Esteso in maniera trionfale il ciclo del self-titled con una sontuosa riedizione arricchita da bonus track ottimali (Sol Absentia, Psalm of Sedition, Nigh to Silence) e cover di altissima levatura (Light My Way degli Audioslave, i NIN di Heresy e l’incredibile capovolgimento di Stockholm Syndrome dei Muse), gli Erra tornano a deliziare i fan del progressive metalcore nel sesto album di una carriera ad oggi esemplare, inaugurata dal brillante Impulse (2011) e giunta ai vertici tramite il capolavoro Augment (2013), l’estasi melodica di Drift (2016) e l’apicale omonimo del 2021, opere d’arte all’interno di un genere basato sulle qualità tecniche, la profondità dei testi, l’impeto di matrice -core e il trasporto emotivo del registro vocale.

Confermare la vertiginosa quota raggiunta dalle uscite precedenti è impresa ardua ma il nuovo Cure, a tre anni dalla magistrale autoaffermazione di Erra, dimostra di avere le carte in regola per mutare l’esoscheletro, diversificarlo/evolverlo e non perdere nulla in termini di integrità lirico-stilistica.
Sostituito il dimissionario Sean Price con la new entry Clint Tustin e affidatosi al produttore Dan Braunstein (al lavoro per realtà quali Spiritbox, Volumes, Silent Planet, Veil of Maya), il gruppo vara un parziale cambio di rotta semplificando l’abituale progressive metalcore in una forma più accessibile di “melodic djent”, trasformazione riconosciuta dagli stessi musicisti che hanno qui deciso di puntare su accenti groovy e arrangiamenti meno stratificati dove il rigore strumentale, comunque ben in vista, lascia spazio ad una raffinatissima organicità melodica ben incastonata su trame modern metal dirette e lineari come mai prima.

I think part of why this album is cool is because it does sound more accessible to us, but it doesn’t sacrifice anything.

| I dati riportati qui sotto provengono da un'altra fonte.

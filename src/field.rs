//! The field: one escape count per pixel, and the generator that
//! fills it in, either on the calling thread or across a pool of
//! scoped workers.

use num::Complex;
use std::ops::Index;
use std::panic;
use std::slice::{Chunks, ChunksMut};
use std::iter::Enumerate;
use std::sync::atomic::{AtomicBool, Ordering};
use std::sync::Mutex;

use error::FieldError;
use escape::escape_count;
use planes::{Pixel, PlaneMapper, Region};

type RowQueue<'a> = Mutex<Enumerate<ChunksMut<'a, u32>>>;

/// A `height` by `width` grid of escape counts, stored row-major.  Row
/// 0 is the bottom of the region (`y_min`); column 0 is its left edge
/// (`x_min`).
#[derive(Clone, Debug, PartialEq)]
pub struct Field {
    width: usize,
    height: usize,
    cells: Vec<u32>,
}

impl Field {
    /// Columns in the grid.
    pub fn width(&self) -> usize {
        self.width
    }

    /// Rows in the grid.
    pub fn height(&self) -> usize {
        self.height
    }

    /// The count at `row`, `column`, if that cell exists.
    pub fn get(&self, row: usize, column: usize) -> Option<u32> {
        if row < self.height && column < self.width {
            Some(self.cells[row * self.width + column])
        } else {
            None
        }
    }

    /// One row of counts, left to right, if that row exists.
    pub fn row(&self, row: usize) -> Option<&[u32]> {
        if row < self.height {
            Some(&self.cells[row * self.width..(row + 1) * self.width])
        } else {
            None
        }
    }

    /// Rows from the bottom of the region to the top.
    pub fn rows(&self) -> Chunks<u32> {
        self.cells.chunks(self.width)
    }

    /// Every count, row-major.
    pub fn cells(&self) -> &[u32] {
        &self.cells
    }

    /// Give up the grid's storage.
    pub fn into_cells(self) -> Vec<u32> {
        self.cells
    }
}

impl Index<(usize, usize)> for Field {
    type Output = u32;

    fn index(&self, (row, column): (usize, usize)) -> &u32 {
        assert!(column < self.width, "column {} out of range", column);
        &self.cells[row * self.width + column]
    }
}

/// Holds a validated plane and an iteration budget.  Once built, every
/// render it produces is identical, whatever the thread count.
#[derive(Debug)]
pub struct FieldGenerator {
    plane: PlaneMapper,
    max_iter: u32,
}

impl FieldGenerator {
    /// Requires the width and height of the grid, the region of the
    /// complex plane to lay it over, and the iteration budget per
    /// point.  Refuses anything that can't produce a proper field.
    pub fn new(
        width: usize,
        height: usize,
        region: Region,
        max_iter: u32,
    ) -> Result<Self, FieldError> {
        let plane = PlaneMapper::new(width, height, region)?;
        if max_iter == 0 {
            return Err(FieldError::ZeroIterations);
        }
        Ok(FieldGenerator { plane, max_iter })
    }

    /// The plane the generator samples.
    pub fn plane(&self) -> &PlaneMapper {
        &self.plane
    }

    /// The iteration budget.
    pub fn max_iter(&self) -> u32 {
        self.max_iter
    }

    fn render_row(&self, row: usize, cells: &mut [u32]) {
        let im = self.plane.row_to_im(row);
        for (column, cell) in cells.iter_mut().enumerate() {
            let c = Complex::new(self.plane.column_to_re(column), im);
            *cell = escape_count(c, self.max_iter);
        }
    }

    fn field(&self, cells: Vec<u32>) -> Field {
        Field {
            width: self.plane.width(),
            height: self.plane.height(),
            cells,
        }
    }

    /// The single-threaded render.  Walks the plane pixel by pixel.
    pub fn render_single(&self) -> Field {
        debug!(
            "Rendering {}x{} over {:?} at {} iterations, single-threaded",
            self.plane.width(),
            self.plane.height(),
            self.plane.region(),
            self.max_iter
        );
        let mut cells = Vec::with_capacity(self.plane.len());
        for row in 0..self.plane.height() {
            for column in 0..self.plane.width() {
                let c = self.plane.pixel_to_point(&Pixel(column, row));
                cells.push(escape_count(c, self.max_iter));
            }
        }
        self.field(cells)
    }

    /// A multi-threaded render that takes a thread count.
    pub fn render(&self, threads: usize) -> Result<Field, FieldError> {
        self.render_cancellable(threads, &AtomicBool::new(false))
    }

    /// A multi-threaded render that gives up between rows once `cancel`
    /// is set.  The workers share a queue of rows; each row is a
    /// disjoint slice of the output, so no cell is written twice.
    pub fn render_cancellable(
        &self,
        threads: usize,
        cancel: &AtomicBool,
    ) -> Result<Field, FieldError> {
        if threads == 0 {
            return Err(FieldError::ZeroThreads);
        }
        debug!(
            "Rendering {}x{} over {:?} at {} iterations on {} threads",
            self.plane.width(),
            self.plane.height(),
            self.plane.region(),
            self.max_iter,
            threads
        );

        let mut cells = vec![0 as u32; self.plane.len()];
        {
            let rows: RowQueue = Mutex::new(cells.chunks_mut(self.plane.width()).enumerate());
            let rows = &rows;
            crossbeam::scope(|spawner| {
                for worker in 0..threads {
                    spawner.spawn(move |_| {
                        let mut rendered = 0;
                        loop {
                            if cancel.load(Ordering::Relaxed) {
                                break;
                            }
                            let next = { rows.lock().unwrap().next() };
                            match next {
                                Some((row, cells)) => {
                                    self.render_row(row, cells);
                                    rendered += 1;
                                }
                                None => break,
                            }
                        }
                        trace!("Worker {} rendered {} rows", worker, rendered);
                    });
                }
            })
            .unwrap_or_else(|e| panic::resume_unwind(e));
        }

        if cancel.load(Ordering::Relaxed) {
            debug!("Render cancelled; discarding partial field");
            return Err(FieldError::Cancelled);
        }
        Ok(self.field(cells))
    }
}

/// Generate the escape-count field for `region` at `width` by `height`
/// pixels, using every available core.
pub fn generate_field(
    width: usize,
    height: usize,
    region: &Region,
    max_iter: u32,
) -> Result<Field, FieldError> {
    FieldGenerator::new(width, height, *region, max_iter)?.render(num_cpus::get())
}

It gets tricky when accessibility becomes an objective. It ends up backfiring a lot. We hoped that it would sound easy to listen to whilst still managing to be personal and profound.

Pregno di velate atmosfere e incentrato sull’ambivalenza metaforica della cura/guarigione (the idea of cure is rooted in positivity, but what if the cure that ails our existence is that nothing truly matters?), il disco fin dalla copertina assorbe negatività e sprazzi di luce mediante la concatenazione di piccole e distorte figure umane agganciate l’un l’altra come se la loro vita dipendesse da tale intreccio; questa inquieta ed inquietante geometria antropomorfa evidenzia quanto i rapporti interpersonali siano fondamentali anche se a volte originanti da solitudine e alienazione, riflessi connaturati di un’esistenza obbligata a nutrirsi di poli opposti come buio/luminosità, dolore/speranza e bianco/nero.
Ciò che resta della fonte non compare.